A culinary chef on trial for murdering his wife confessed to police how he slowly cooked his wife for four days.
“I just slowly cooked it and I ended up cooking her for four days,” David Viens, of Lomita, California, said in a taped confession.
Viens admitted he “got violent” with his wife, Dawn, after she began “raising hell” during an alcohol and drug binge. Police had been searching for Dawn since her disappearance on October 18, 2009.
Viens, 49, told police he tightly bound his wife’s hands and feet with rope and duct-taped her mouth so she wouldn’t “drive around wasted and whacked out on coke and drinking.”
Viens said he went to bed, leaving his wife bound and gagged all night. “And that was it. I said, ‘Good night.'”

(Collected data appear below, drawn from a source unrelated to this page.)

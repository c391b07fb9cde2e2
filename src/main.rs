use std::path::PathBuf;

use anyhow::Result;
use clap::Parser;
use reqwest::Client;
use tracing::{error, info};
use tracing_subscriber::{EnvFilter, fmt as tfmt};

use blogger_scraper::config::{self, BlogConfig, Config, ExportFormat};
use blogger_scraper::{
    Blogsite, Diagnostics, ExportData, FetchConfig, JsonExport, SiteOptions, SqlExport,
};

/// Scrape a Blogger site's feed and export it to SQLite and/or JSON.
#[derive(Parser, Debug)]
#[command(author, version, about)]
struct Cli {
    /// Path to the JSON configuration file
    config: PathBuf,

    /// Only fetch this page of each feed
    #[arg(short, long)]
    page: Option<u32>,

    /// Only fetch and log the first article of the page (default 1)
    #[arg(long)]
    first: bool,

    /// Strip markup from article and comment bodies
    #[arg(long)]
    plain_text: bool,
}

#[tokio::main]
async fn main() -> Result<()> {
    let filter = EnvFilter::try_from_default_env().unwrap_or_else(|_| EnvFilter::new("info"));
    tfmt().with_env_filter(filter).with_target(false).init();

    let args = Cli::parse();
    let config = config::load(&args.config)?;

    info!(blogs = config.blogs.len(), "Scraper started");

    let client = Client::new();

    for blog in &config.blogs {
        if let Err(e) = scrape(&client, &config, blog, &args).await {
            error!(blog = %blog.name, error = %e, "Blog error");
        }
    }

    info!("Scraper finished");

    Ok(())
}

async fn scrape(client: &Client, config: &Config, blog: &BlogConfig, args: &Cli) -> Result<()> {
    let mut diagnostics = Diagnostics::default();

    let options = SiteOptions {
        feed: blog.feed,
        plain_text: config.plain_text || args.plain_text,
        fetch: FetchConfig::from(&config.fetch),
    };
    let site = Blogsite::open(client, &blog.url, &options)
        .await?
        .merge_into(&mut diagnostics);
    let feed = &site.feed;
    info!(blog = %blog.name, "{feed}");

    if args.first {
        let page = args.page.unwrap_or(1);
        match feed.fetch_first(page).await?.merge_into(&mut diagnostics) {
            Some(article) => info!(blog = %blog.name, "{article}"),
            None => info!(blog = %blog.name, page, "No article found"),
        }
        return Ok(());
    }

    let articles = feed.fetch_all(args.page).await?.merge_into(&mut diagnostics);
    let authors = feed.get_all_authors(&articles);
    let comments = feed.get_all_comments(&articles).merge_into(&mut diagnostics);

    info!(
        blog = %blog.name,
        articles = articles.len(),
        authors = authors.len(),
        comments = comments.len(),
        "Collected feed data"
    );

    let data = ExportData {
        articles,
        authors,
        comments,
    };
    let export = &config.export;
    let mappings = export.mappings(&mut diagnostics);

    for format in &export.formats {
        let path = match format {
            ExportFormat::Sql => SqlExport::new(&data, &mappings)
                .tables(export.table_names()?)
                .write(&export.output_dir)?,
            ExportFormat::Json => JsonExport::new(&data, &mappings)
                .scope(export.scope)
                .encoding(site.encoding)
                .write(&export.output_dir)?,
        }
        .merge_into(&mut diagnostics);

        info!(blog = %blog.name, path = %path.display(), "Export written");
    }

    if !diagnostics.is_empty() {
        info!(
            blog = %blog.name,
            warnings = diagnostics.len(),
            "Finished with warnings"
        );
    }

    Ok(())
}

The restauranteur said he panicked when he awoke the next morning to find his wife deceased. He placed his wife’s body in a large 55-gallon drum filled with boiling water at his restaurant.

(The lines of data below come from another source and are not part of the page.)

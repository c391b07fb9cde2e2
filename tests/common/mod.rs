//! Feed and page fixtures shared by the integration tests.
#![allow(dead_code)]

use std::time::Duration;

use blogger_scraper::{FeedContext, FetchConfig};

pub const FEED_PATH: &str = "/feeds/posts/default";

pub fn test_context() -> FeedContext {
    FeedContext {
        client: reqwest::Client::new(),
        encoding: encoding_rs::UTF_8,
        plain_text: false,
        fetch: FetchConfig {
            retry_delay: Duration::ZERO,
            ..FetchConfig::default()
        },
    }
}

pub fn atom_entry(id: u64, replies: Option<&str>) -> String {
    let replies = replies
        .map(|href| format!(r#"<link rel="replies" type="application/atom+xml" href="{href}"/>"#))
        .unwrap_or_default();

    format!(
        r#"<entry>
    <id>tag:blogger.com,1999:blog-100.post-{id}</id>
    <published>2021-03-04T10:20:30.000-08:00</published>
    <updated>2021-03-05T10:20:30.000-08:00</updated>
    <title type="text">Post {id}</title>
    <content type="html">&lt;p&gt;Body {id}&lt;/p&gt;</content>
    {replies}
    <link rel="self" type="application/atom+xml" href="http://blog.example.com/feeds/posts/default/{id}"/>
    <link rel="alternate" type="text/html" href="http://blog.example.com/2021/03/post-{id}.html"/>
    <author>
      <name>Writer</name>
      <uri>https://www.blogger.com/profile/700</uri>
      <email>noreply@blogger.com</email>
      <gd:image rel="http://schemas.google.com/g/2005#thumbnail" src="//img/writer.png"/>
    </author>
  </entry>"#
    )
}

pub fn atom_feed(total: u64, start: u64, per_page: u64, entries: &[String]) -> String {
    format!(
        r#"<?xml version="1.0" encoding="UTF-8"?>
<feed xmlns="http://www.w3.org/2005/Atom" xmlns:openSearch="http://a9.com/-/spec/opensearchrss/1.0/" xmlns:gd="http://schemas.google.com/g/2005">
  <id>tag:blogger.com,1999:blog-100</id>
  <title type="text">Example blog</title>
  <openSearch:totalResults>{total}</openSearch:totalResults>
  <openSearch:startIndex>{start}</openSearch:startIndex>
  <openSearch:itemsPerPage>{per_page}</openSearch:itemsPerPage>
  {}
</feed>"#,
        entries.join("\n")
    )
}

pub fn rss_item(id: u64) -> String {
    format!(
        r#"<item>
      <guid isPermaLink="false">tag:blogger.com,1999:blog-100.post-{id}</guid>
      <pubDate>Thu, 04 Mar 2021 18:20:00 +0000</pubDate>
      <atom:updated>2021-03-05T10:00:00.000-08:00</atom:updated>
      <title>Post {id}</title>
      <description>Body {id}</description>
      <link>http://blog.example.com/2021/03/post-{id}.html</link>
      <author>noreply@blogger.com (Writer)</author>
    </item>"#
    )
}

pub fn rss_feed(total: u64, start: u64, per_page: u64, items: &[String]) -> String {
    format!(
        r#"<?xml version="1.0" encoding="UTF-8"?>
<rss version="2.0" xmlns:atom="http://www.w3.org/2005/Atom" xmlns:openSearch="http://a9.com/-/spec/opensearchrss/1.0/">
  <channel>
    <title>Example blog</title>
    <link>http://blog.example.com/</link>
    <description>An example</description>
    <openSearch:totalResults>{total}</openSearch:totalResults>
    <openSearch:startIndex>{start}</openSearch:startIndex>
    <openSearch:itemsPerPage>{per_page}</openSearch:itemsPerPage>
    {}
  </channel>
</rss>"#,
        items.join("\n")
    )
}

/// Comment feed whose entries are written by profile `author_id`.
pub fn comment_feed(ids: &[u64], author_id: u64) -> String {
    let entries: Vec<String> = ids
        .iter()
        .map(|id| {
            format!(
                r#"<entry>
    <id>tag:blogger.com,1999:blog-100.post-{id}</id>
    <published>2021-03-06T09:00:00.000Z</published>
    <updated>2021-03-06T09:30:00.000Z</updated>
    <content type="html">Comment {id}</content>
    <author><name>Reader {author_id}</name><uri>https://www.blogger.com/profile/{author_id}</uri></author>
  </entry>"#
            )
        })
        .collect();

    format!(
        r#"<?xml version="1.0" encoding="UTF-8"?>
<feed xmlns="http://www.w3.org/2005/Atom">
  {}
</feed>"#,
        entries.join("\n")
    )
}

/// Home page of a Blogger site advertising the requested feeds.
pub fn blogger_home(base: &str, atom: bool, rss: bool) -> String {
    let mut links = String::new();
    if atom {
        links.push_str(&format!(
            r#"<link rel="alternate" type="application/atom+xml" title="Example - Atom" href="{base}{FEED_PATH}"/>"#
        ));
    }
    if rss {
        links.push_str(&format!(
            r#"<link rel="alternate" type="application/rss+xml" title="Example - RSS" href="{base}{FEED_PATH}?alt=rss"/>"#
        ));
    }

    format!(
        r#"<!DOCTYPE html>
<html><head>
<meta content='text/html; charset=UTF-8' http-equiv='Content-Type'/>
<meta content='blogger' name='generator'/>
{links}
<title>Example blog</title>
</head><body><h1>Example blog</h1></body></html>"#
    )
}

“I just slowly cooked it and I ended up cooking her for four days,” revealed Viens in a taped confession which was played for jurors Tuesday. “I manipulated her so the face was down, and I took some – some things – like weights that we use, and I put them on the top of her body.
The culinary expert then poured “seven or eight pounds of grease” mixed with his wife’s waste from the drum into his industrial size grease trap, which is later sucked out by a grease disposal company.
He hid her skull in the attic of his mother’s Torrence, CA home. The rest of his wife’s remains were buried behind his restaurant.
Viens gave his confession from his hospital bed after he leaped 80 feet off a cliff in Palos Verdes, CA following a brief police chase. Viens is attending his murder trial in a wheelchair.
Viens probably didn’t serve parts of his wife to diners because human flesh is distinctly distasteful to discourage people from eating each other.